A comedy spin-off manga, titled Chiruran Nibun no Ichi (Chiruran ½), began serialization in the same Comic Zenon magazine on May 25, 2016.

===Volumes===

| No. | Release date | ISBN |
|---|---|---|
| 1 | April 20, 2011 | 978-4-19980-012-2 |
| 2 | October 20, 2011 | 978-4-19980-042-9 |
| 3 | February 20, 2012 | 978-4-19980-063-4 |
| 4 | July 20, 2012 | 978-4-19980-096-2 |
| 5 | December 20, 2012 | 978-4-19980-125-9 |
| 6 | April 20, 2013 | 978-4-19980-142-6 |
| 7 | August 20, 2013 | 978-4-19980-161-7 |
| 8 | January 20, 2014 | 978-4-19980-188-4 |
| 9 | May 20, 2014 | 978-4-19980-208-9 |
| 10 | September 20, 2014 | 978-4-19980-234-8 |
| 11 | January 20, 2015 | 978-4-19980-251-5 |
| 12 | May 20, 2015 | 978-4-19980-267-6 |
| 13 | September 19, 2015 | 978-4-19980-293-5 |
| 14 | January 20, 2016 | 978-4-19980-324-6 |
| 15 | May 20, 2016 | 978-4-19980-345-1 |
| 16 | September 20, 2016 | 978-4-19980-368-0 |
| 17 | December 20, 2016 | 978-4-19980-382-6 |
| 18 | May 20, 2017 | 978-4-19980-411-3 |
| 19 | September 20, 2017 | 978-4-19980-444-1 |
| 20 | September 20, 2014 | 978-4-19980-470-0 |
| 21 | May 19, 2018 | 978-4-19980-496-0 |
| 22 | September 20, 2018 | 978-4-19980-522-6 |
| 23 | January 19, 2019 | 978-4-19980-548-6 |
| 24 | May 20, 2019 | 978-4-19980-569-1 |
| 25 | September 20, 2019 | 978-4-19980-592-9 |
| 26 | January 20, 2020 | 978-4-19980-615-5 |
| 27 | May 20, 2020 | 978-4-86720-149-7 |
| 28 | September 19, 2020 | 978-4-86720-167-1 |
| 29 | January 20, 2021 | 978-4-86720-194-7 |
| 30 | May 20, 2021 | 978-4-86720-238-8 |
| 31 | September 18, 2021 | 978-4-86720-269-2 |
| 32 | January 20, 2022 | 978-4-86720-293-7 |
| 33 | May 20, 2022 | 978-4-86720-377-4 |
| 34 | September 20, 2022 | 978-4-86720-414-6 |
| 35 | March 20, 2023 | 978-4-86720-460-3 |
| 36 | July 20, 2023 | 978-4-86720-528-0 |

=== Anime ===
An anime television series adaptation based on the Chiruran Nibun no Ichi comedy spinoff manga was announced in September 2016. The series is produced by LandQ Studios and directed by Fumie Moroi; and aired from January 9, 2017, to March 28, 2017, on Tokyo MX, it ran for 12 episodes.
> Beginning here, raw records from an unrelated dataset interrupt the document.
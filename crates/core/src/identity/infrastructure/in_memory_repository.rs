use std::collections::BTreeMap;
use std::sync::atomic::{AtomicBool, Ordering};
use std::sync::Mutex;

use crate::embedding::domain::embedding::EmbeddingVector;
use crate::identity::domain::identity::{Identity, IdentityId};
use crate::identity::domain::identity_repository::{IdentityRepository, RepositoryError};

/// Volatile repository for tests and ephemeral runs.
///
/// `write_external` mimics another process writing to shared storage, and
/// `set_unavailable` makes every write fail.
#[derive(Default)]
pub struct InMemoryRepository {
    records: Mutex<BTreeMap<IdentityId, Identity>>,
    unavailable: AtomicBool,
}

impl InMemoryRepository {
    pub fn new() -> Self {
        Self::default()
    }

    pub fn with_identities(identities: impl IntoIterator<Item = Identity>) -> Self {
        let repo = Self::new();
        repo.records
            .lock()
            .unwrap_or_else(|e| e.into_inner())
            .extend(identities.into_iter().map(|i| (i.id, i)));
        repo
    }

    /// Inserts or replaces a record without going through the store.
    pub fn write_external(&self, identity: Identity) {
        self.records
            .lock()
            .unwrap_or_else(|e| e.into_inner())
            .insert(identity.id, identity);
    }

    pub fn set_unavailable(&self, unavailable: bool) {
        self.unavailable.store(unavailable, Ordering::SeqCst);
    }

    pub fn len(&self) -> usize {
        self.records.lock().unwrap_or_else(|e| e.into_inner()).len()
    }

    pub fn is_empty(&self) -> bool {
        self.len() == 0
    }

    fn check_available(&self) -> Result<(), RepositoryError> {
        if self.unavailable.load(Ordering::SeqCst) {
            Err(RepositoryError::Unavailable("in-memory repository is offline".into()))
        } else {
            Ok(())
        }
    }
}

impl IdentityRepository for InMemoryRepository {
    fn load_all(&self) -> Result<Vec<Identity>, RepositoryError> {
        Ok(self
            .records
            .lock()
            .unwrap_or_else(|e| e.into_inner())
            .values()
            .cloned()
            .collect())
    }

    fn create(&self, identity: &Identity) -> Result<(), RepositoryError> {
        self.check_available()?;
        let mut records = self.records.lock().unwrap_or_else(|e| e.into_inner());
        if records.contains_key(&identity.id) {
            return Err(RepositoryError::AlreadyExists(identity.id));
        }
        records.insert(identity.id, identity.clone());
        Ok(())
    }

    fn append_embedding(
        &self,
        id: IdentityId,
        embedding: &EmbeddingVector,
    ) -> Result<(), RepositoryError> {
        self.check_available()?;
        let mut records = self.records.lock().unwrap_or_else(|e| e.into_inner());
        let record = records.get_mut(&id).ok_or(RepositoryError::NotFound(id))?;
        record
            .push_embedding(embedding.clone())
            .map_err(|e| RepositoryError::Unavailable(e.to_string()))
    }

    fn update(&self, identity: &Identity) -> Result<(), RepositoryError> {
        self.check_available()?;
        let mut records = self.records.lock().unwrap_or_else(|e| e.into_inner());
        let record = records
            .get_mut(&identity.id)
            .ok_or(RepositoryError::NotFound(identity.id))?;
        *record = identity.clone();
        Ok(())
    }
}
Crunchyroll added the series for streaming as it aired in Japan.

=== Stage play ===
A stage play adaptation of the manga was announced by Coamix in February 2017. It ran April 7–10, 2017, at Osaka's Morinomiya Piloti Hall and April 20–30 at Tokyo's Galaxy Theater. The play was directed by Shunichi Okamura.

=== Drama CD ===
On September 27, 2017, a drama CD was released by Frontier Works.

===Drama===
A live-action television drama adaptation was announced on October 3, 2025. Directed by Kazutaka Watanabe and written by Masaaki Sakai with music composed by Yoshiaki Dewa, it premiered March 26 and 27, 2026 on TBS as a two-episode special, and later on the U-Next service as a series. The series will be streamed worldwide on HBO Max on May 9 of the same year. Its official name, as announced on the official X, is Song of the Samurai.

==Reception==
By March 2023, the manga had over 3 million copies in circulation.